TASK BRIEF -
Only the lines with the string "NodeRuleTable" are needed; return each of them from the entries below.

##############################

//! Time-of-week bidding rules and the per-node rule table

use chrono::{Datelike, NaiveDateTime, Timelike, Weekday};
use serde::{Deserialize, Serialize};
use std::collections::{BTreeMap, BTreeSet};
use std::fmt;
use std::path::Path;

use crate::error::{BacktestError, BacktestResult};
use crate::season::{texas_season, TexasSeason};
use crate::types::{day_name, parse_weekday};

/// Bid only on one weekday, in a set of hours, optionally in one Texas season
#[derive(Debug, Clone, PartialEq, Eq)]
pub struct TimeBasedRule {
    pub day_of_week: Weekday,
    /// Qualifying hours of day (0-23)
    pub hours: BTreeSet<u32>,
    pub season: Option<TexasSeason>,
}

impl TimeBasedRule {
    pub fn new(day_of_week: Weekday, hours: impl IntoIterator<Item = u32>) -> BacktestResult<Self> {
        let hours: BTreeSet<u32> = hours.into_iter().collect();
        if let Some(bad) = hours.iter().find(|h| **h > 23) {
            return Err(BacktestError::InvalidRule(format!(
                "hour {} out of range 0-23 for {}",
                bad,
                day_name(day_of_week)
            )));
        }
        Ok(Self {
            day_of_week,
            hours,
            season: None,
        })
    }

    pub fn with_season(mut self, season: TexasSeason) -> Self {
        self.season = Some(season);
        self
    }

    /// Weekday matches, hour is listed, and the season (if any) matches
    pub fn is_applicable(&self, ts: &NaiveDateTime) -> bool {
        ts.weekday() == self.day_of_week
            && self.hours.contains(&ts.hour())
            && self.season.map_or(true, |season| texas_season(*ts) == season)
    }

    /// Hours collapsed into inclusive runs, e.g. [(4, 9), (19, 19)]
    pub fn hour_runs(&self) -> Vec<(u32, u32)> {
        let mut runs: Vec<(u32, u32)> = Vec::new();
        for &hour in &self.hours {
            match runs.last_mut() {
                Some((_, end)) if *end + 1 == hour => *end = hour,
                _ => runs.push((hour, hour)),
            }
        }
        runs
    }
}

impl fmt::Display for TimeBasedRule {
    fn fmt(&self, f: &mut fmt::Formatter<'_>) -> fmt::Result {
        let runs: Vec<String> = self
            .hour_runs()
            .into_iter()
            .map(|(start, end)| {
                if start == end {
                    start.to_string()
                } else {
                    format!("{}-{}", start, end)
                }
            })
            .collect();

        write!(f, "{} [{}]", &day_name(self.day_of_week)[..3], runs.join(", "))?;
        if let Some(season) = self.season {
            write!(f, " @ {}", season)?;
        }
        Ok(())
    }
}

/// Serialized form of a rule in the node table
#[derive(Debug, Clone, Serialize, Deserialize)]
pub struct RuleSpec {
    pub day: String,
    pub hours: Vec<u32>,
    #[serde(default)]
    pub season: Option<TexasSeason>,
}

impl TryFrom<&RuleSpec> for TimeBasedRule {
    type Error = BacktestError;

    fn try_from(spec: &RuleSpec) -> BacktestResult<Self> {
        let day = parse_weekday(&spec.day)
            .ok_or_else(|| BacktestError::InvalidRule(format!("unknown weekday {:?}", spec.day)))?;
        let rule = TimeBasedRule::new(day, spec.hours.iter().copied())?;
        Ok(match spec.season {
            Some(season) => rule.with_season(season),
            None => rule,
        })
    }
}

#[derive(Debug, Clone, Default, Serialize, Deserialize)]
pub struct NodeRules {
    #[serde(default)]
    pub rules: Vec<RuleSpec>,
}

/// Declarative node -> rules table
#[derive(Debug, Clone, Default, Serialize, Deserialize)]
pub struct NodeRuleTable {
    #[serde(default)]
    pub nodes: BTreeMap<String, NodeRules>,
}

impl NodeRuleTable {
    pub fn load(path: impl AsRef<Path>) -> BacktestResult<Self> {
        let path = path.as_ref();
        let raw = std::fs::read_to_string(path).map_err(|e| BacktestError::io(path, e))?;
        Self::from_yaml_str(&raw)
    }

    /// Parse and validate every rule up front
    pub fn from_yaml_str(raw: &str) -> BacktestResult<Self> {
        let table: NodeRuleTable = serde_yaml::from_str(raw)?;
        for node in table.nodes.keys() {
            table.rules_for(node)?;
        }
        Ok(table)
    }

    /// Node names, sorted
    pub fn nodes(&self) -> Vec<String> {
        self.nodes.keys().cloned().collect()
    }

    pub fn rules_for(&self, node: &str) -> BacktestResult<Vec<TimeBasedRule>> {
        let entry = self
            .nodes
            .get(node)
            .ok_or_else(|| BacktestError::UnknownNode(node.to_string()))?;
        entry
            .rules
            .iter()
            .map(|spec| {
                TimeBasedRule::try_from(spec).map_err(|e| match e {
                    BacktestError::InvalidRule(msg) => {
                        BacktestError::InvalidRule(format!("{}: {}", node, msg))
                    }
                    other => other,
                })
            })
            .collect()
    }
}

#[cfg(test)]
mod tests {
    use super::*;
    use chrono::NaiveDate;

    fn at(y: i32, m: u32, d: u32, h: u32) -> NaiveDateTime {
        NaiveDate::from_ymd_opt(y, m, d)
            .unwrap()
            .and_hms_opt(h, 0, 0)
            .unwrap()
    }

    #[test]
    fn test_rule_applicability_truth_table() {
        // 2024-07-02 is a Tuesday in Summer
        let rule = TimeBasedRule::new(Weekday::Tue, [4, 5, 6, 21]).unwrap();

        assert!(rule.is_applicable(&at(2024, 7, 2, 5)));
        assert!(rule.is_applicable(&at(2024, 7, 2, 21)));
        assert!(!rule.is_applicable(&at(2024, 7, 2, 7)), "hour not listed");
        assert!(!rule.is_applicable(&at(2024, 7, 3, 5)), "wrong weekday");
    }

    #[test]
    fn test_rule_with_season() {
        let rule = TimeBasedRule::new(Weekday::Tue, [5])
            .unwrap()
            .with_season(TexasSeason::Summer);

        assert!(rule.is_applicable(&at(2024, 7, 2, 5)));
        // 2024-01-02 is a Tuesday in Early Winter
        assert!(!rule.is_applicable(&at(2024, 1, 2, 5)));
    }

    #[test]
    fn test_rule_label_compresses_runs() {
        let rule = TimeBasedRule::new(Weekday::Tue, (4..10).chain(19..24)).unwrap();
        assert_eq!(rule.to_string(), "Tue [4-9, 19-23]");

        let single = TimeBasedRule::new(Weekday::Sat, [6])
            .unwrap()
            .with_season(TexasSeason::Fall);
        assert_eq!(single.to_string(), "Sat [6] @ Fall");
    }

    #[test]
    fn test_out_of_range_hour_rejected() {
        assert!(matches!(
            TimeBasedRule::new(Weekday::Mon, [24]),
            Err(BacktestError::InvalidRule(_))
        ));
    }

    #[test]
    fn test_node_rule_table_from_yaml() {
        let yaml = r#"
nodes:
  DC_L:
    rules:
      - day: Tuesday
        hours: [23]
      - day: Wednesday
        hours: [4, 5]
        season: Early Spring
"#;
        let table = NodeRuleTable::from_yaml_str(yaml).unwrap();
        assert_eq!(table.nodes(), vec!["DC_L".to_string()]);

        let rules = table.rules_for("DC_L").unwrap();
        assert_eq!(rules.len(), 2);
        assert_eq!(rules[1].day_of_week, Weekday::Wed);
        assert_eq!(rules[1].season, Some(TexasSeason::EarlySpring));

        assert!(matches!(
            table.rules_for("LZ_NORTH"),
            Err(BacktestError::UnknownNode(_))
        ));
    }

    #[test]
    fn test_node_rule_table_rejects_bad_weekday() {
        let yaml = "nodes:\n  X:\n    rules:\n      - day: Someday\n        hours: [1]\n";
        assert!(matches!(
            NodeRuleTable::from_yaml_str(yaml),
            Err(BacktestError::InvalidRule(_))
        ));
    }
}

##############################

WRITTEN RESPONSE -
pub struct NodeRuleTable {
impl NodeRuleTable {
        let table: NodeRuleTable = serde_yaml::from_str(raw)?;
        let table = NodeRuleTable::from_yaml_str(yaml).unwrap();
            NodeRuleTable::from_yaml_str(yaml),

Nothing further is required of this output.